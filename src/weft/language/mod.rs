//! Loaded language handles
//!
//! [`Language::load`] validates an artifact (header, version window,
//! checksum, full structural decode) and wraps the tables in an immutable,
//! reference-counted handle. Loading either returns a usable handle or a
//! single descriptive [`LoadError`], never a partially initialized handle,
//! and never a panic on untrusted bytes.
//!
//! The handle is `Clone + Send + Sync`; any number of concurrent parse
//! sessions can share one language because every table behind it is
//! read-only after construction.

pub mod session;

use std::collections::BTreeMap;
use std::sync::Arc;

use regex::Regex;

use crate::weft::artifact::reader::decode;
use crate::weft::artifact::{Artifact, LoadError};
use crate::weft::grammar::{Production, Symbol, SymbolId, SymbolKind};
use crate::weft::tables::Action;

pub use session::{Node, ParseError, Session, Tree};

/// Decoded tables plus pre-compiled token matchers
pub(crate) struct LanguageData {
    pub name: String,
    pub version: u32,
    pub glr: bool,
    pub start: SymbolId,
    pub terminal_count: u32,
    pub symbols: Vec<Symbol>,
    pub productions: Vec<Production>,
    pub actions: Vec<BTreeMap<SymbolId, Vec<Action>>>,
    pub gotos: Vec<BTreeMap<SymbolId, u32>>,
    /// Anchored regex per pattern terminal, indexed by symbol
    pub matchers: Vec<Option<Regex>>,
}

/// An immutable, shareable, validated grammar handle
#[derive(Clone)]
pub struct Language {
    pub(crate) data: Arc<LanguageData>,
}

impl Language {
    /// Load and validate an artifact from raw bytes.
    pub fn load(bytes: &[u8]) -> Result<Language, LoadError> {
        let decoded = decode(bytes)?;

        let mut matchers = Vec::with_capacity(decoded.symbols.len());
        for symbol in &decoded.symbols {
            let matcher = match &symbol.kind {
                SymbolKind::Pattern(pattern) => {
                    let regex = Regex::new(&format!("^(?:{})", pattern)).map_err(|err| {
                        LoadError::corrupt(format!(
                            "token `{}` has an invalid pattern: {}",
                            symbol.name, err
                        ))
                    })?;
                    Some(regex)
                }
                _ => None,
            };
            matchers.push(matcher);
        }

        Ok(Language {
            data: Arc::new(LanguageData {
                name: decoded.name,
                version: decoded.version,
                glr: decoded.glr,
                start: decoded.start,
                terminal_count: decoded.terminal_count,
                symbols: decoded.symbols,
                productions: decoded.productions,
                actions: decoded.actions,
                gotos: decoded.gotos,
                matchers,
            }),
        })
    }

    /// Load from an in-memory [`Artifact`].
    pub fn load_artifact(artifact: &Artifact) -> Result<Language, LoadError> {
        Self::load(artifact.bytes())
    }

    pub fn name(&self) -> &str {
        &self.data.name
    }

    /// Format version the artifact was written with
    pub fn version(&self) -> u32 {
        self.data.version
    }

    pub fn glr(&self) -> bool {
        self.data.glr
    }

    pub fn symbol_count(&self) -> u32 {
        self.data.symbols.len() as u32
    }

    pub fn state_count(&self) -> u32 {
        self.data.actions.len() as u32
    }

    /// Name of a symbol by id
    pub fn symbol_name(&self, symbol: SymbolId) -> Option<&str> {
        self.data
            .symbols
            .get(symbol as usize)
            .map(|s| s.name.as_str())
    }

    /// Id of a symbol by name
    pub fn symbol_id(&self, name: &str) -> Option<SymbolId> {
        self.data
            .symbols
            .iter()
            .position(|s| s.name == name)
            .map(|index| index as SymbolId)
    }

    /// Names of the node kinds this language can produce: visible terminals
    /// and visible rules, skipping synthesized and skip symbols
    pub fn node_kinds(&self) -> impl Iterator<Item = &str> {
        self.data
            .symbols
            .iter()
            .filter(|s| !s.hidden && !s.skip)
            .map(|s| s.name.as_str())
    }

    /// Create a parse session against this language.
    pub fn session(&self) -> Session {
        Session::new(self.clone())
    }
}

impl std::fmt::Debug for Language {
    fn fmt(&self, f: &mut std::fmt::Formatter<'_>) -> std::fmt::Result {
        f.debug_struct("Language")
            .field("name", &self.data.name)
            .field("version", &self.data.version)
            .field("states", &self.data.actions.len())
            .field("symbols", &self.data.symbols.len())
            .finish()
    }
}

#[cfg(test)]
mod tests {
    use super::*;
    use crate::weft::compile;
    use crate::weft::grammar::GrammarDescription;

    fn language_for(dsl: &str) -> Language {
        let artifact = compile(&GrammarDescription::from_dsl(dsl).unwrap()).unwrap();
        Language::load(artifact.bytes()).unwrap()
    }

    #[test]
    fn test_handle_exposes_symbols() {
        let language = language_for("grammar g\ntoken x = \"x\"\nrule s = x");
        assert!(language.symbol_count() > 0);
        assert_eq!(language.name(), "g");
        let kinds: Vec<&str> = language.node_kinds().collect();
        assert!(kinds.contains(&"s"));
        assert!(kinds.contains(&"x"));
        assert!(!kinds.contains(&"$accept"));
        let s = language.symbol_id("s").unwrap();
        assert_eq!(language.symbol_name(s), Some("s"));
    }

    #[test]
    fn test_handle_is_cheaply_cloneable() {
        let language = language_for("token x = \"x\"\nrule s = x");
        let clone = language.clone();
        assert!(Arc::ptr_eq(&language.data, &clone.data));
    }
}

* [WHAT YOU SHOULD DO] Would you return all of the data exactly as it stands above?

* [RESULT OF THE TASK]
filename src/weft/language/mod.rs
//! Loaded language handles
//!
//! [`Language::load`] validates an artifact (header, version window,
//! checksum, full structural decode) and wraps the tables in an immutable,
//! reference-counted handle. Loading either returns a usable handle or a
//! single descriptive [`LoadError`], never a partially initialized handle,
//! and never a panic on untrusted bytes.
//!
//! The handle is `Clone + Send + Sync`; any number of concurrent parse
//! sessions can share one language because every table behind it is
//! read-only after construction.

pub mod session;

use std::collections::BTreeMap;
use std::sync::Arc;

use regex::Regex;

use crate::weft::artifact::reader::decode;
use crate::weft::artifact::{Artifact, LoadError};
use crate::weft::grammar::{Production, Symbol, SymbolId, SymbolKind};
use crate::weft::tables::Action;

pub use session::{Node, ParseError, Session, Tree};

/// Decoded tables plus pre-compiled token matchers
pub(crate) struct LanguageData {
    pub name: String,
    pub version: u32,
    pub glr: bool,
    pub start: SymbolId,
    pub terminal_count: u32,
    pub symbols: Vec<Symbol>,
    pub productions: Vec<Production>,
    pub actions: Vec<BTreeMap<SymbolId, Vec<Action>>>,
    pub gotos: Vec<BTreeMap<SymbolId, u32>>,
    /// Anchored regex per pattern terminal, indexed by symbol
    pub matchers: Vec<Option<Regex>>,
}

/// An immutable, shareable, validated grammar handle
#[derive(Clone)]
pub struct Language {
    pub(crate) data: Arc<LanguageData>,
}

impl Language {
    /// Load and validate an artifact from raw bytes.
    pub fn load(bytes: &[u8]) -> Result<Language, LoadError> {
        let decoded = decode(bytes)?;

        let mut matchers = Vec::with_capacity(decoded.symbols.len());
        for symbol in &decoded.symbols {
            let matcher = match &symbol.kind {
                SymbolKind::Pattern(pattern) => {
                    let regex = Regex::new(&format!("^(?:{})", pattern)).map_err(|err| {
                        LoadError::corrupt(format!(
                            "token `{}` has an invalid pattern: {}",
                            symbol.name, err
                        ))
                    })?;
                    Some(regex)
                }
                _ => None,
            };
            matchers.push(matcher);
        }

        Ok(Language {
            data: Arc::new(LanguageData {
                name: decoded.name,
                version: decoded.version,
                glr: decoded.glr,
                start: decoded.start,
                terminal_count: decoded.terminal_count,
                symbols: decoded.symbols,
                productions: decoded.productions,
                actions: decoded.actions,
                gotos: decoded.gotos,
                matchers,
            }),
        })
    }

    /// Load from an in-memory [`Artifact`].
    pub fn load_artifact(artifact: &Artifact) -> Result<Language, LoadError> {
        Self::load(artifact.bytes())
    }

    pub fn name(&self) -> &str {
        &self.data.name
    }

    /// Format version the artifact was written with
    pub fn version(&self) -> u32 {
        self.data.version
    }

    pub fn glr(&self) -> bool {
        self.data.glr
    }

    pub fn symbol_count(&self) -> u32 {
        self.data.symbols.len() as u32
    }

    pub fn state_count(&self) -> u32 {
        self.data.actions.len() as u32
    }

    /// Name of a symbol by id
    pub fn symbol_name(&self, symbol: SymbolId) -> Option<&str> {
        self.data
            .symbols
            .get(symbol as usize)
            .map(|s| s.name.as_str())
    }

    /// Id of a symbol by name
    pub fn symbol_id(&self, name: &str) -> Option<SymbolId> {
        self.data
            .symbols
            .iter()
            .position(|s| s.name == name)
            .map(|index| index as SymbolId)
    }

    /// Names of the node kinds this language can produce: visible terminals
    /// and visible rules, skipping synthesized and skip symbols
    pub fn node_kinds(&self) -> impl Iterator<Item = &str> {
        self.data
            .symbols
            .iter()
            .filter(|s| !s.hidden && !s.skip)
            .map(|s| s.name.as_str())
    }

    /// Create a parse session against this language.
    pub fn session(&self) -> Session {
        Session::new(self.clone())
    }
}

impl std::fmt::Debug for Language {
    fn fmt(&self, f: &mut std::fmt::Formatter<'_>) -> std::fmt::Result {
        f.debug_struct("Language")
            .field("name", &self.data.name)
            .field("version", &self.data.version)
            .field("states", &self.data.actions.len())
            .field("symbols", &self.data.symbols.len())
            .finish()
    }
}

#[cfg(test)]
mod tests {
    use super::*;
    use crate::weft::compile;
    use crate::weft::grammar::GrammarDescription;

    fn language_for(dsl: &str) -> Language {
        let artifact = compile(&GrammarDescription::from_dsl(dsl).unwrap()).unwrap();
        Language::load(artifact.bytes()).unwrap()
    }

    #[test]
    fn test_handle_exposes_symbols() {
        let language = language_for("grammar g\ntoken x = \"x\"\nrule s = x");
        assert!(language.symbol_count() > 0);
        assert_eq!(language.name(), "g");
        let kinds: Vec<&str> = language.node_kinds().collect();
        assert!(kinds.contains(&"s"));
        assert!(kinds.contains(&"x"));
        assert!(!kinds.contains(&"$accept"));
        let s = language.symbol_id("s").unwrap();
        assert_eq!(language.symbol_name(s), Some("s"));
    }

    #[test]
    fn test_handle_is_cheaply_cloneable() {
        let language = language_for("token x = \"x\"\nrule s = x");
        let clone = language.clone();
        assert!(Arc::ptr_eq(&language.data, &clone.data));
    }
}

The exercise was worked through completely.